With Lehman Brothers in Chapter 11, Bank of America acquiring Merrill Lynch, Fannie Mae and Freddie Mac bailed out by the government, Bear Stearns acquired by JPMorgan and the future of AIG and Washington Mutual now hanging in the balance-mutual fund investors are calling complexes to find out about potentially treacherous exposure. But so far, The Wall Street Journal reports, they are holding steady and not seeking mass redemptions.

"Investor behavior is taking the longer-term view," said Waddell & Reed Senior Vice President Tom Butch. Acknowledging that stock funds have seen some redemptions, overall, Butch said, investors are remaining calm and looking to the long term. Waddell, PIMCO and American Beacon Funds saw no increase in call volume last Monday, when the Dow Jones Industrial Average plummeted 504 points. At Vanguard, calls surged in the early part of the day but then subsided, according to a company spokesman.
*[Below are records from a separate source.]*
//! 📈 Forecast operator config: the YAML a user writes to say "predict next quarter, please".
//!
//! Parsing is plain serde. The interesting part is [`ForecastOperatorSpec::finalize`],
//! which fills every unset knob with its default exactly once, so a spec that
//! went YAML → struct → YAML → struct ends up identical.

use std::collections::BTreeMap;
use std::path::{Path, PathBuf};

use serde::{Deserialize, Serialize};
use serde_json::Value;
use tracing::debug;

use crate::error::{AquaError, AquaResult};

pub const OPERATOR_KIND: &str = "operator";
pub const FORECAST_TYPE: &str = "forecast";
pub const FORECAST_VERSION: &str = "v1";

pub const SUPPORTED_METRICS: [&str; 5] = ["smape", "mape", "rmse", "r2", "explained_variance"];
pub const SUPPORTED_MODELS: [&str; 6] = ["prophet", "arima", "neuralprophet", "automlx", "autots", "auto-select"];
const DEFAULT_OUTPUT_DIR: &str = "results";
const MAX_OUTPUT_SUFFIX: u32 = 10_000;

/// 📥 Where a dataset comes from: a file/URL, or a SQL query against a connection.
#[derive(Debug, Clone, Default, PartialEq, Serialize, Deserialize)]
#[serde(default)]
pub struct InputData {
    pub format: Option<String>,
    pub columns: Option<Vec<String>>,
    pub url: Option<String>,
    pub options: Option<BTreeMap<String, Value>>,
    pub limit: Option<u64>,
    pub sql: Option<String>,
    pub table_name: Option<String>,
}

#[derive(Debug, Clone, Default, PartialEq, Serialize, Deserialize)]
#[serde(default)]
pub struct OutputDirectory {
    pub format: Option<String>,
    pub url: Option<String>,
    pub name: Option<String>,
    pub options: Option<BTreeMap<String, Value>>,
}

#[derive(Debug, Clone, PartialEq, Serialize, Deserialize)]
#[serde(default)]
pub struct PreprocessingSteps {
    pub missing_value_imputation: bool,
    pub outlier_treatment: bool,
}

impl Default for PreprocessingSteps {
    fn default() -> Self {
        Self {
            missing_value_imputation: true,
            outlier_treatment: true,
        }
    }
}

#[derive(Debug, Clone, PartialEq, Serialize, Deserialize)]
#[serde(default)]
pub struct DataPreprocessor {
    pub enabled: bool,
    pub steps: PreprocessingSteps,
}

impl Default for DataPreprocessor {
    fn default() -> Self {
        Self {
            enabled: true,
            steps: PreprocessingSteps::default(),
        }
    }
}

#[derive(Debug, Clone, Default, PartialEq, Serialize, Deserialize)]
#[serde(default)]
pub struct DateTimeColumn {
    pub name: Option<String>,
    pub format: Option<String>,
}

#[derive(Debug, Clone, Default, PartialEq, Serialize, Deserialize)]
#[serde(default)]
pub struct Tuning {
    pub n_trials: Option<u32>,
}

#[derive(Debug, Clone, PartialEq, Serialize, Deserialize)]
#[serde(default)]
pub struct AutoScaling {
    pub minimum_instance: u32,
    pub maximum_instance: Option<u32>,
    pub cool_down_in_seconds: u32,
    pub scale_in_threshold: u32,
    pub scale_out_threshold: u32,
    pub scaling_metric: String,
}

impl Default for AutoScaling {
    fn default() -> Self {
        Self {
            minimum_instance: 1,
            maximum_instance: None,
            cool_down_in_seconds: 600,
            scale_in_threshold: 10,
            scale_out_threshold: 80,
            scaling_metric: "CPU_UTILIZATION".to_string(),
        }
    }
}

/// 🚀 The deployment a what-if analysis stands up next to the forecast.
#[derive(Debug, Clone, Default, PartialEq, Serialize, Deserialize)]
#[serde(default)]
pub struct ModelDeploymentServer {
    pub display_name: Option<String>,
    pub initial_shape: Option<String>,
    pub description: Option<String>,
    pub log_group: Option<String>,
    pub log_id: Option<String>,
    pub auto_scaling: AutoScaling,
}

#[derive(Debug, Clone, Default, PartialEq, Serialize, Deserialize)]
#[serde(default)]
pub struct WhatIfAnalysis {
    pub model_display_name: Option<String>,
    pub compartment_id: Option<String>,
    pub project_id: Option<String>,
    pub model_deployment: ModelDeploymentServer,
}

#[derive(Debug, Clone, Default, PartialEq, Serialize, Deserialize)]
#[serde(default)]
pub struct ForecastOperatorSpec {
    pub name: Option<String>,
    pub historical_data: InputData,
    pub additional_data: InputData,
    pub test_data: InputData,
    pub output_directory: Option<OutputDirectory>,
    pub report_filename: Option<String>,
    pub report_title: Option<String>,
    pub report_theme: Option<String>,
    pub metrics_filename: Option<String>,
    pub test_metrics_filename: Option<String>,
    pub forecast_filename: Option<String>,
    pub global_explanation_filename: Option<String>,
    pub local_explanation_filename: Option<String>,
    pub target_column: Option<String>,
    pub preprocessing: DataPreprocessor,
    pub datetime_column: DateTimeColumn,
    pub target_category_columns: Vec<String>,
    pub generate_report: Option<bool>,
    pub generate_forecast_file: Option<bool>,
    pub generate_metrics: Option<bool>,
    pub generate_metrics_file: Option<bool>,
    pub generate_explanations: Option<bool>,
    pub generate_explanation_files: Option<bool>,
    pub explanations_accuracy_mode: Option<String>,
    pub horizon: Option<i64>,
    pub model: Option<String>,
    pub model_kwargs: BTreeMap<String, Value>,
    pub model_parameters: Option<String>,
    pub previous_output_dir: Option<String>,
    pub generate_model_parameters: Option<bool>,
    pub generate_model_pickle: Option<bool>,
    pub confidence_interval_width: Option<f64>,
    pub metric: Option<String>,
    pub tuning: Tuning,
    pub what_if_analysis: Option<WhatIfAnalysis>,
    pub errors_dict_filename: Option<String>,
}

fn or_default(slot: &mut Option<String>, value: &str) {
    if slot.as_deref().is_none_or(str::is_empty) {
        *slot = Some(value.to_string());
    }
}

impl ForecastOperatorSpec {
    /// 🧮 Fill defaults, resolving a missing output directory against the working directory.
    pub fn finalize(&mut self) -> AquaResult<()> {
        self.finalize_in(Path::new("."))
    }

    /// 🧮 Same as [`Self::finalize`], with `results`/`results_N` looked up under `root`.
    pub fn finalize_in(&mut self, root: &Path) -> AquaResult<()> {
        if self.output_directory.as_ref().is_none_or(|o| o.url.is_none()) {
            let the_url = find_output_dirname(root)?;
            debug!("📁 no output directory given, using {}", the_url.display());
            let mut the_output = self.output_directory.take().unwrap_or_default();
            the_output.url = Some(the_url.to_string_lossy().into_owned());
            self.output_directory = Some(the_output);
        }

        let the_wants_pickle = self.generate_model_pickle.unwrap_or(false) || self.what_if_analysis.is_some();
        self.generate_model_pickle = Some(the_wants_pickle);

        self.metric = Some(
            self.metric
                .as_deref()
                .map(str::to_lowercase)
                .filter(|m| !m.is_empty())
                .unwrap_or_else(|| "smape".to_string()),
        );
        or_default(&mut self.model, "prophet");
        if self.confidence_interval_width.is_none_or(|w| w == 0.0) {
            self.confidence_interval_width = Some(0.80);
        }
        or_default(&mut self.report_filename, "report.html");

        for flag in [
            &mut self.generate_report,
            &mut self.generate_metrics,
            &mut self.generate_metrics_file,
            &mut self.generate_forecast_file,
            &mut self.generate_explanation_files,
        ] {
            flag.get_or_insert(true);
        }
        self.generate_explanations.get_or_insert(false);
        self.generate_model_parameters.get_or_insert(false);

        or_default(&mut self.explanations_accuracy_mode, "FAST_APPROXIMATE");
        or_default(&mut self.report_title, "Forecast Report");
        or_default(&mut self.report_theme, "light");
        or_default(&mut self.metrics_filename, "metrics.csv");
        or_default(&mut self.test_metrics_filename, "test_metrics.csv");
        or_default(&mut self.forecast_filename, "forecast.csv");
        or_default(&mut self.global_explanation_filename, "global_explanation.csv");
        or_default(&mut self.local_explanation_filename, "local_explanation.csv");
        or_default(&mut self.target_column, "Sales");
        self.errors_dict_filename = Some("errors.json".to_string());
        Ok(())
    }

    pub fn validate(&self) -> AquaResult<()> {
        if self.historical_data.url.as_deref().is_none_or(str::is_empty) {
            return Err(AquaError::Validation("`historical_data.url` is required.".to_string()));
        }
        if self.datetime_column.name.as_deref().is_none_or(str::is_empty) {
            return Err(AquaError::Validation("`datetime_column.name` is required.".to_string()));
        }
        match self.horizon {
            Some(h) if h > 0 => {}
            _ => {
                return Err(AquaError::Validation(
                    "`horizon` must be a positive integer.".to_string(),
                ));
            }
        }
        let the_metric = self.metric.as_deref().unwrap_or_default();
        if !SUPPORTED_METRICS.contains(&the_metric) {
            return Err(AquaError::Validation(format!(
                "Unsupported metric `{the_metric}`. Supported metrics: {}.",
                SUPPORTED_METRICS.join(", ")
            )));
        }
        let the_model = self.model.as_deref().unwrap_or_default();
        if !SUPPORTED_MODELS.contains(&the_model) {
            return Err(AquaError::Validation(format!(
                "Unsupported model `{the_model}`. Supported models: {}.",
                SUPPORTED_MODELS.join(", ")
            )));
        }
        Ok(())
    }
}

/// 📁 `root/results`, or the first free `root/results_N`.
pub fn find_output_dirname(root: &Path) -> AquaResult<PathBuf> {
    first_free_output_dir(root, MAX_OUTPUT_SUFFIX)
}

fn first_free_output_dir(root: &Path, max_suffix: u32) -> AquaResult<PathBuf> {
    let the_base = root.join(DEFAULT_OUTPUT_DIR);
    if !the_base.exists() {
        return Ok(the_base);
    }
    (1..=max_suffix)
        .map(|n| root.join(format!("{DEFAULT_OUTPUT_DIR}_{n}")))
        .find(|candidate| !candidate.exists())
        .ok_or_else(|| {
            AquaError::InvalidArgument(format!(
                "No free output directory under `{}`: `{DEFAULT_OUTPUT_DIR}` through `{DEFAULT_OUTPUT_DIR}_{max_suffix}` are all taken. Set `output_directory.url` explicitly.",
                root.display()
            ))
        })
}

fn default_kind() -> String {
    OPERATOR_KIND.to_string()
}

fn default_type() -> String {
    FORECAST_TYPE.to_string()
}

fn default_version() -> String {
    FORECAST_VERSION.to_string()
}

#[derive(Debug, Clone, PartialEq, Serialize, Deserialize)]
pub struct ForecastOperatorConfig {
    #[serde(default = "default_kind")]
    pub kind: String,
    #[serde(rename = "type", default = "default_type")]
    pub operator_type: String,
    #[serde(default = "default_version")]
    pub version: String,
    #[serde(default)]
    pub spec: ForecastOperatorSpec,
}

impl ForecastOperatorConfig {
    pub fn from_yaml(yaml: &str) -> AquaResult<Self> {
        Self::prepared(serde_yaml::from_str(yaml)?, Path::new("."))
    }

    pub fn from_value(value: Value) -> AquaResult<Self> {
        Self::prepared(serde_json::from_value(value)?, Path::new("."))
    }

    /// 📄 Read a YAML file; a missing output directory is resolved next to the working directory.
    pub fn from_yaml_file(path: &Path) -> AquaResult<Self> {
        if !path.exists() {
            return Err(AquaError::FileNotFound(path.display().to_string()));
        }
        Self::from_yaml(&std::fs::read_to_string(path)?)
    }

    pub fn to_yaml(&self) -> AquaResult<String> {
        Ok(serde_yaml::to_string(self)?)
    }

    fn prepared(mut config: Self, root: &Path) -> AquaResult<Self> {
        if config.kind != OPERATOR_KIND || config.operator_type != FORECAST_TYPE {
            return Err(AquaError::Validation(format!(
                "Expected kind `{OPERATOR_KIND}` and type `{FORECAST_TYPE}`, got `{}` and `{}`.",
                config.kind, config.operator_type
            )));
        }
        config.spec.finalize_in(root)?;
        config.spec.validate()?;
        Ok(config)
    }
}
Funds More Conscientious About Fair Value: Deloitte

Market unrest, the credit crisis and an updated FAS 157 are prompting mutual fund companies to be more meticulous about fair value pricing, Deloitte reported last Monday in its "2008 Fair Value Pricing Survey," its seventh annual such report.

Seventy-four percent have altered their valuation policies and procedures in the past year, with 63% saying FAS 157 was directly responsible for doing so.

Thirty-seven percent said they have added internal controls as a result of the credit crisis, and 50% seek more than one quote for fixed income securities.

More than 75% are asking pricing services and brokers for details about how they arrive at prices, and 46% said that their portfolio managers and/or traders are creating pricing reports for fund accounting top management executives.

Today, more than 46% have at least two full-time staffers devoted to fair value, whereas only 29% did last year. The report was based on surveys of 50 asset managers running more than 2,700 funds with aggregate assets of $3.5 trillion.

"Mutual funds have been challenged over the last year to perform daily pricing in very uncertain times," said Cary Stier, head of asset management services for Deloitte.

Bent in Favor of New Money Market Fund Rules

Bruce Bent, chairman of The Reserve and the creator of the first money market mutual fund, is breaking from the pack that has been critical of the Securities and Exchange Commission's proposal of the rule governing money funds to lessen their reliance on credit rating agencies.